Cytokine production in serum or from peripheral blood monocytes was measured by ELISA. DNA sequence analysis of genes including NLRP3, MEFV, mevalonate kinase (MVK), and tumor necrosis factor receptor superfamily, member 1A (TNFRSF1A) were performed on patient samples. In vitro functional assays determined the effects of the NLRP3 variants and pyrin using NF-κB activation and speck formation assays.


A heterozygous genetic variant of NLRP3, G809S, was found in samples from both patients. Additionally the previously reported heterozygous MEFV variants (P369S-R408Q or E148Q-P369S-R408Q) were also detected in both patients. Serum IL-1ra and sTNFR1 levels increased in the attack phase of the disease in both patients. The production levels of IL-1β from monocytes isolated from both cases were elevated following LPS and IFN-γ stimulation.
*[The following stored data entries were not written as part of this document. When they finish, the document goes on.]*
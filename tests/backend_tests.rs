use photoscribe::backend::{InferenceBackend, LmStudioBackend};
use serde_json::Value;
use std::io::{BufRead, BufReader, Read, Write};
use std::net::{TcpListener, TcpStream};
use std::sync::{Arc, Mutex};
use std::thread;

/// `(method and path, JSON body)` of every request the server answered.
type Requests = Arc<Mutex<Vec<(String, Value)>>>;

fn reply_for(path: &str) -> (&'static str, &'static str) {
    match path {
        "/v1/models" => ("200 OK", r#"{"data":[{"id":"vision"},{"id":"writer"}]}"#),
        "/api/v1/models/load" => ("200 OK", r#"{"instance_id":"writer:2","status":"loaded"}"#),
        "/api/v1/models/unload" => ("200 OK", r#"{"instance_id":"writer:2"}"#),
        _ => ("404 Not Found", r#"{"error":"unknown endpoint"}"#),
    }
}

fn handle(stream: TcpStream, requests: &Requests) -> std::io::Result<()> {
    let mut reader = BufReader::new(stream.try_clone()?);
    let mut request_line = String::new();
    reader.read_line(&mut request_line)?;
    let mut length = 0usize;
    loop {
        let mut line = String::new();
        reader.read_line(&mut line)?;
        let line = line.trim_end();
        if line.is_empty() {
            break;
        }
        if let Some((name, value)) = line.split_once(':')
            && name.eq_ignore_ascii_case("content-length")
        {
            length = value.trim().parse().unwrap_or(0);
        }
    }
    let mut body = vec![0u8; length];
    reader.read_exact(&mut body)?;

    let mut parts = request_line.split_whitespace();
    let method = parts.next().unwrap_or_default().to_string();
    let path = parts.next().unwrap_or_default().to_string();
    let json = serde_json::from_slice(&body).unwrap_or(Value::Null);
    requests
        .lock()
        .unwrap()
        .push((format!("{method} {path}"), json));

    let (status, reply) = reply_for(&path);
    let mut out = stream;
    write!(
        out,
        "HTTP/1.1 {status}\r\nContent-Type: application/json\r\nContent-Length: {}\r\nConnection: close\r\n\r\n{reply}",
        reply.len()
    )?;
    out.flush()
}

/// A model server on a free local port. Runs until the test process exits.
fn serve() -> (String, Requests) {
    let listener = TcpListener::bind("127.0.0.1:0").unwrap();
    let url = format!("http://{}", listener.local_addr().unwrap());
    let requests: Requests = Arc::default();
    let seen = Arc::clone(&requests);
    thread::spawn(move || {
        for stream in listener.incoming().flatten() {
            let _ = handle(stream, &seen);
        }
    });
    (url, requests)
}

fn paths(requests: &Requests) -> Vec<String> {
    requests
        .lock()
        .unwrap()
        .iter()
        .map(|(p, _)| p.clone())
        .collect()
}

// --- model loading ---

#[test]
fn test_load_with_context_length_loads_new_instance() {
    let (url, requests) = serve();
    let backend = LmStudioBackend::new(&url);

    let model = backend.load_model("writer", false, Some(8192)).unwrap();

    assert_eq!(model.name, "writer:2");
    assert_eq!(model.context_size, Some(8192));
    assert!(model.loaded_by_us);
    assert_eq!(
        paths(&requests),
        vec!["GET /v1/models", "POST /api/v1/models/load"]
    );
    let body = requests.lock().unwrap()[1].1.clone();
    assert_eq!(body["model"], "writer");
    assert_eq!(body["context_length"], 8192);
}

#[test]
fn test_load_without_context_length_uses_server_model() {
    let (url, requests) = serve();
    let backend = LmStudioBackend::new(&format!("{url}/v1/"));

    let model = backend.load_model("vision", false, None).unwrap();

    assert_eq!(model.name, "vision");
    assert_eq!(model.context_size, None);
    assert!(!model.loaded_by_us);
    assert_eq!(paths(&requests), vec!["GET /v1/models"]);
}

#[test]
fn test_unknown_model_is_not_loaded() {
    let (url, requests) = serve();
    let backend = LmStudioBackend::new(&url);

    assert!(backend.load_model("missing", false, Some(4096)).is_none());
    assert_eq!(paths(&requests), vec!["GET /v1/models"]);
}

#[test]
fn test_unreachable_server_loads_nothing() {
    let listener = TcpListener::bind("127.0.0.1:0").unwrap();
    let url = format!("http://{}", listener.local_addr().unwrap());
    drop(listener);

    assert!(LmStudioBackend::new(&url).load_model("vision", false, None).is_none());
}

// --- cleanup ---

#[test]
fn test_cleanup_unloads_only_our_instance() {
    let (url, requests) = serve();
    let backend = LmStudioBackend::new(&url);

    backend.cleanup(false, "vision", false);
    assert!(paths(&requests).is_empty());

    backend.cleanup(true, "writer:2", false);
    assert_eq!(paths(&requests), vec!["POST /api/v1/models/unload"]);
    assert_eq!(requests.lock().unwrap()[0].1["instance_id"], "writer:2");
}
The NLRP3 G809S variant demonstrated no increase of NF-κB activity following monosodium urate stimulation, whereas it significantly increased speck formation by interacting with apoptosis-associated speck-like protein with caspase recruitment domain.


The phenotype of atypical autoinflammatory disease in patients could be modified by a synergistic effect with two other variants of autoinflammatory-associated genes.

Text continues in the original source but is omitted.